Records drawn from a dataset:
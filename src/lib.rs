//! # Folio - portfolio content server and admin runtime
//!
//! Folio serves the content of a personal portfolio site (profile, skills,
//! projects, education, experience, learning journey, growth mindset,
//! experiments, contact section and footer) over a small REST API, and ships
//! the runtime an admin panel needs to edit that content.
//!
//! ## Overview
//!
//! Folio can be used in two ways:
//!
//! 1. **As a standalone server** - Run the `folio-server` binary
//! 2. **As a library** - Embed the router, or drive the admin API from Rust
//!
//! ### Serving
//!
//! ```rust,ignore
//! use folio::{api, AppState, FolioConfigManager};
//!
//! let config_manager = FolioConfigManager::new("folio.toml")?;
//! let state = AppState::from_config(config_manager).await?;
//! let app = api::routes::app(state);
//! ```
//!
//! ### Editing content
//!
//! ```rust,ignore
//! use folio::client::{AdminSession, ApiClient, TokenStore};
//!
//! let client = ApiClient::new("http://127.0.0.1:8001", TokenStore::default())?;
//! let admin = folio::client::AdminApi::new(client.clone());
//! admin.login("admin", "secret").await?;
//!
//! let session = AdminSession::new(admin.clone());
//! let _poller = session.mount(std::time::Duration::from_secs(3)).await;
//! ```
//!
//! ## Modules
//!
//! - [`api`] - REST handlers and routes
//! - [`auth`] - JWT authentication and middleware
//! - [`client`] - Admin-side HTTP pipeline, session and section managers
//! - [`db`] - libsql persistence and seed content
//! - [`types`] - Content records, envelopes and error handling
//! - [`utils`] - `folio.toml` configuration with hot reload

#![cfg_attr(docsrs, feature(doc_cfg))]
#![warn(rustdoc::missing_crate_level_docs)]

/// HTTP API handlers and routes.
pub mod api;
/// JWT authentication and middleware.
pub mod auth;
/// Command-line interface for the server binary.
pub mod cli;
/// Admin client runtime (session, managers, public fetch with fallback).
pub mod client;
/// Portfolio store (libsql).
pub mod db;
/// Core types (content records, responses, errors).
pub mod types;
/// Configuration utilities.
pub mod utils;

pub use db::PortfolioStore;
pub use types::{AppError, Result};
pub use utils::toml_config::{FolioConfig, FolioConfigManager};

use crate::auth::jwt::AuthService;
use crate::db::DatabaseProvider;
use std::sync::Arc;

/// Application state shared across handlers
#[derive(Clone)]
pub struct AppState {
    /// TOML-based configuration with hot-reload support
    pub config_manager: Arc<FolioConfigManager>,
    /// Content store
    pub store: Arc<PortfolioStore>,
    /// Authentication service
    pub auth_service: Arc<AuthService>,
}

impl AppState {
    /// Opens the configured store, seeds it when empty and bootstraps the owner.
    pub async fn from_config(config_manager: FolioConfigManager) -> anyhow::Result<Self> {
        let config = config_manager.config();

        let store = DatabaseProvider::from_url(&config.database.url)
            .connect()
            .await?;
        let auth_service = AuthService::new(config.jwt_secret()?, config.auth.jwt_expiry);

        if config.database.seed_on_start {
            db::seed::seed_portfolio(&store).await?;
        }

        match config.admin_password() {
            Ok(password) => {
                db::seed::ensure_owner(
                    &store,
                    &auth_service,
                    &config.auth.admin_username,
                    &password,
                )
                .await?;
            }
            Err(e) => tracing::warn!("owner bootstrap skipped: {}", e),
        }

        Ok(Self {
            config_manager: Arc::new(config_manager),
            store: Arc::new(store),
            auth_service: Arc::new(auth_service),
        })
    }
}
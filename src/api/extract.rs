use crate::types::AppError;
use axum::extract::FromRequest;

/// `axum::Json` whose rejection is an [`AppError`], so malformed bodies get
/// the same `{success: false, detail}` shape as every other failure.
#[derive(Debug, FromRequest)]
#[from_request(via(axum::Json), rejection(AppError))]
pub struct AppJson<T>(pub T);
use crate::{
    auth::middleware::AuthAdmin,
    db::PortfolioStore,
    types::{
        ApiResponse, AppError, ContactSection, Education, Experience, Experiments, Footer,
        GrowthMindset, Profile, Result, SearchResults, SectionDocument,
    },
    AppState,
};
use axum::{
    extract::{Query, State},
    Json,
};
use serde::Deserialize;
use serde_json::{json, Value};

/// Keys whose values are identifiers, timestamps or asset URLs, never prose.
const IGNORED_KEYS: [&str; 6] = ["id", "createdAt", "updatedAt", "image", "profileImage", "icon"];

#[derive(Debug, Deserialize)]
pub struct SearchQuery {
    #[serde(default)]
    pub q: Option<String>,
}

/// True when any string inside `value` contains `needle` (already lowercased).
fn contains_text(value: &Value, needle: &str) -> bool {
    match value {
        Value::String(s) => s.to_lowercase().contains(needle),
        Value::Array(items) => items.iter().any(|v| contains_text(v, needle)),
        Value::Object(map) => map
            .iter()
            .filter(|(key, _)| !IGNORED_KEYS.contains(&key.as_str()))
            .any(|(_, v)| contains_text(v, needle)),
        _ => false,
    }
}

async fn search_document<S: SectionDocument>(
    store: &PortfolioStore,
    needle: &str,
) -> Result<Vec<Value>> {
    Ok(store
        .get_section_value(S::KEY)
        .await?
        .filter(|doc| contains_text(doc, needle))
        .into_iter()
        .collect())
}

fn to_values<T: serde::Serialize>(items: &[T], needle: &str) -> Vec<Value> {
    items
        .iter()
        .filter_map(|item| serde_json::to_value(item).ok())
        .filter(|v| contains_text(v, needle))
        .collect()
}

/// Case-insensitive substring search across every section.
pub async fn search_portfolio(store: &PortfolioStore, query: &str) -> Result<SearchResults> {
    let needle = query.trim().to_lowercase();
    if needle.is_empty() {
        return Err(AppError::InvalidInput(
            "Search query must not be empty".to_string(),
        ));
    }

    let mut skills = Vec::new();
    for (category, list) in store.get_skills().await? {
        let category_hit = category.to_lowercase().contains(&needle);
        for skill in list {
            if category_hit || skill.name.to_lowercase().contains(&needle) {
                skills.push(json!({
                    "category": category,
                    "name": skill.name,
                    "proficiency": skill.proficiency,
                }));
            }
        }
    }

    Ok(SearchResults {
        profile: search_document::<Profile>(store, &needle).await?,
        projects: to_values(&store.list_projects().await?, &needle),
        skills,
        education: search_document::<Education>(store, &needle).await?,
        experience: search_document::<Experience>(store, &needle).await?,
        learning_journey: to_values(&store.list_learning_phases().await?, &needle),
        growth_mindset: search_document::<GrowthMindset>(store, &needle).await?,
        experiments: search_document::<Experiments>(store, &needle).await?,
        contact: search_document::<ContactSection>(store, &needle).await?,
        footer: search_document::<Footer>(store, &needle).await?,
    })
}

pub async fn search(
    State(state): State<AppState>,
    AuthAdmin(_claims): AuthAdmin,
    Query(params): Query<SearchQuery>,
) -> Result<Json<ApiResponse<SearchResults>>> {
    let query = params.q.unwrap_or_default();
    let results = search_portfolio(&state.store, &query).await?;

    let message = if results.is_empty() {
        format!("No results for '{}'", query.trim())
    } else {
        format!("Results for '{}'", query.trim())
    };

    Ok(Json(ApiResponse::ok(results).with_message(message)))
}

#[cfg(test)]
mod tests {
    use super::*;
    use crate::db::seed::seed_portfolio;

    #[test]
    fn test_contains_text_skips_identifiers() {
        let doc = json!({"id": "python-123", "title": "Analyzer", "tags": ["Rust"]});

        assert!(contains_text(&doc, "rust"));
        assert!(contains_text(&doc, "analy"));
        assert!(!contains_text(&doc, "python"));
    }

    #[tokio::test]
    async fn test_search_groups_hits_by_section() {
        let store = PortfolioStore::new_memory().await.unwrap();
        seed_portfolio(&store).await.unwrap();

        let results = search_portfolio(&store, "PYTHON").await.unwrap();

        assert_eq!(results.projects.len(), 2);
        assert_eq!(results.learning_journey.len(), 1);
        assert!(results
            .skills
            .iter()
            .any(|s| s["category"] == "programming" && s["name"] == "Python"));
        assert!(results.footer.is_empty());
    }

    #[tokio::test]
    async fn test_blank_query_rejected() {
        let store = PortfolioStore::new_memory().await.unwrap();
        assert!(matches!(
            search_portfolio(&store, "   ").await,
            Err(AppError::InvalidInput(_))
        ));
    }
}
//! Admin authentication.
//!
//! # Module Structure
//!
//! - [`auth::jwt`](crate::auth::jwt) - token issuing/verification and password hashing
//! - [`auth::middleware`](crate::auth::middleware) - axum layer and extractor for `/api/admin/*`
//!
//! Tokens are HS256 JWTs signed with the secret named by `auth.jwt_secret_env`
//! in `folio.toml`; their subject is the admin username. There is no refresh
//! flow: when a token expires the admin panel drops it and sends the admin
//! back to the login page.
//!
//! ```ignore
//! async fn handler(AuthAdmin(claims): AuthAdmin) -> impl IntoResponse {
//!     format!("Hello, {}!", claims.sub)
//! }
//! ```

/// Token generation, validation, and password hashing.
pub mod jwt;
/// Authentication middleware and extractor for protected routes.
pub mod middleware;
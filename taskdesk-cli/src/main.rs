mod cli;
mod commands;
mod config;
mod error;
mod output;

use crate::{
    cli::{Args, Commands, OutputFormat},
    commands::CommandExecutor,
    config::AppConfig,
    error::Result,
};
use clap::Parser;
#[cfg(feature = "colored-output")]
use colored::*;
use std::process;
use tracing::{Level, debug, error};
use tracing_subscriber::{filter::EnvFilter, fmt, prelude::*};

#[tokio::main]
async fn main() {
    let args = Args::parse();
    init_logging(args.verbose, args.quiet);

    let json_errors = args.output == Some(OutputFormat::Json);
    if let Err(e) = run(args).await {
        if json_errors {
            let error_json = serde_json::json!({
                "status": "error",
                "message": e.to_string(),
                "code": e.exit_code(),
            });
            println!("{error_json}");
        } else {
            error!("Command failed: {}", e);
            #[cfg(feature = "colored-output")]
            {
                eprintln!("{} {}", "Error:".red().bold(), e);
            }
            #[cfg(not(feature = "colored-output"))]
            {
                eprintln!("Error: {}", e);
            }
        }
        process::exit(e.exit_code());
    }
}

async fn run(args: Args) -> Result<()> {
    let config = AppConfig::load(args.config.as_deref())?;
    debug!("Loaded configuration: {:?}", config);

    let format = args.output.unwrap_or(config.output);

    match args.command {
        Commands::Config { show, reset } => {
            if reset {
                AppConfig::reset(args.config.as_deref())?;
                println!("✓ Configuration reset to defaults");
            } else if show {
                println!("{}", config.show()?);
            } else {
                println!(
                    "Use --show to display current configuration or --reset to reset to defaults"
                );
            }
            return Ok(());
        }
        Commands::Completions { shell } => {
            use clap::CommandFactory;
            use clap_complete::generate;

            let mut cmd = Args::command();
            let bin_name = cmd.get_name().to_string();
            generate(shell, &mut cmd, bin_name, &mut std::io::stdout());
            return Ok(());
        }
        _ => {}
    }

    let mut executor =
        CommandExecutor::new(&config, args.api_url.as_deref(), args.timeout, format)?;

    let result = match args.command {
        Commands::Login { username, password } => executor.login(&username, &password).await,
        Commands::Logout => executor.logout().await,
        Commands::Whoami { refresh } => executor.whoami(refresh).await,
        Commands::Tasks { command } => executor.tasks(command).await,
        Commands::Chat { command } => executor.chat(command).await,
        Commands::Telegram { command } => executor.telegram(command).await,
        Commands::Config { .. } | Commands::Completions { .. } => Ok(()),
    };

    executor.report_session_end();
    result
}

/// Logs go to stderr so JSON output on stdout stays parseable.
fn init_logging(verbose: bool, quiet: bool) {
    let filter = if quiet {
        EnvFilter::new("error")
    } else if verbose {
        EnvFilter::new("debug")
    } else {
        EnvFilter::from_default_env().add_directive(Level::WARN.into())
    };

    tracing_subscriber::registry()
        .with(filter)
        .with(
            fmt::layer()
                .with_writer(std::io::stderr)
                .with_target(verbose)
                .with_level(verbose),
        )
        .init();
}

What to produce
Using the records above, set down exactly the lines from the one with "let bin_name = cmd.get_name().to_string();" through the one with "fmt::layer()", inclusive, and nothing more.

Final answer
            let bin_name = cmd.get_name().to_string();
            generate(shell, &mut cmd, bin_name, &mut std::io::stdout());
            return Ok(());
        }
        _ => {}
    }

    let mut executor =
        CommandExecutor::new(&config, args.api_url.as_deref(), args.timeout, format)?;

    let result = match args.command {
        Commands::Login { username, password } => executor.login(&username, &password).await,
        Commands::Logout => executor.logout().await,
        Commands::Whoami { refresh } => executor.whoami(refresh).await,
        Commands::Tasks { command } => executor.tasks(command).await,
        Commands::Chat { command } => executor.chat(command).await,
        Commands::Telegram { command } => executor.telegram(command).await,
        Commands::Config { .. } | Commands::Completions { .. } => Ok(()),
    };

    executor.report_session_end();
    result
}

/// Logs go to stderr so JSON output on stdout stays parseable.
fn init_logging(verbose: bool, quiet: bool) {
    let filter = if quiet {
        EnvFilter::new("error")
    } else if verbose {
        EnvFilter::new("debug")
    } else {
        EnvFilter::from_default_env().add_directive(Level::WARN.into())
    };

    tracing_subscriber::registry()
        .with(filter)
        .with(
            fmt::layer()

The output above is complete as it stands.